** PROBLEM **
Compute how many lines in the entries below contain "StatusResult", and output nothing but the number.

(Saved data entries)
◇ ◇ ◇

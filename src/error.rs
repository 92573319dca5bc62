//! Controller errors

use thiserror::Error;

use crate::host::CommandError;
use crate::status::{StatusResult, INTERNAL_ERROR_CODE};

/// Errors returned by [`crate::Controller`] operations
#[derive(Debug, Error)]
pub enum ControllerError {
    /// `pg_ctl` could not be run to completion with an exit code
    #[error("failed to run pg_ctl: {0}")]
    Command(#[from] CommandError),

    /// `pg_ctl` exited with a code that has no meaning for the caller
    #[error("cannot get instance state: exit status {code}")]
    InstanceState {
        code: i32,
        /// Combined stdout/stderr of the failed call
        output: String,
    },

    /// The blocking task running `pg_ctl` did not complete
    #[error("pg_ctl task failed: {0}")]
    Task(#[from] tokio::task::JoinError),
}

impl ControllerError {
    /// Exit code to report for this failure
    pub fn error_code(&self) -> i32 {
        match self {
            ControllerError::InstanceState { code, .. } => *code,
            ControllerError::Command(_) | ControllerError::Task(_) => INTERNAL_ERROR_CODE,
        }
    }

    /// Status record standing in for this failure
    ///
    /// Only the exit code is set. Failures with no OS exit code carry the
    /// internal-failure sentinel.
    pub fn status_result(&self) -> StatusResult {
        match self {
            ControllerError::InstanceState { code, .. } => StatusResult {
                error_code: *code,
                ..StatusResult::default()
            },
            ControllerError::Command(_) | ControllerError::Task(_) => StatusResult::internal_failure(),
        }
    }
}
//! Command-line interface

pub mod is_started;
pub mod status;

use std::path::PathBuf;

use clap::{Parser, Subcommand};
use pgctl::{ControllerConfig, DEFAULT_PG_CTL_BIN};

/// Process exit codes
pub mod exit_codes {
    pub const SUCCESS: i32 = 0;
    pub const UNEXPECTED_FAILURE: i32 = 1;
    pub const NOT_RUNNING: i32 = pgctl::NOT_RUNNING_EXIT_CODE;
}

#[derive(Debug, Parser)]
#[command(name = "pgctl", version, about = "Query pg_ctl for the state of a data directory")]
pub struct Cli {
    /// Enable debug logging
    #[arg(short, long, global = true)]
    pub verbose: bool,

    /// Emit logs as JSON
    #[arg(long, global = true)]
    pub json_output: bool,

    /// Path to the pg_ctl executable
    #[arg(long, global = true, env = "PG_CTL_BIN", default_value = DEFAULT_PG_CTL_BIN)]
    pub pg_ctl_bin: PathBuf,

    #[command(subcommand)]
    pub command: Commands,
}

impl Cli {
    pub fn controller_config(&self) -> ControllerConfig {
        ControllerConfig::default().with_pg_ctl_bin(&self.pg_ctl_bin)
    }
}

#[derive(Debug, Subcommand)]
pub enum Commands {
    /// Run `pg_ctl status` and print the parsed result
    Status(status::StatusArgs),
    /// Check whether a server has started (exit 0) or not (exit 3)
    IsStarted(is_started::IsStartedArgs),
}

◇ ◇ ◇

** EXERCISE SOLUTION **
5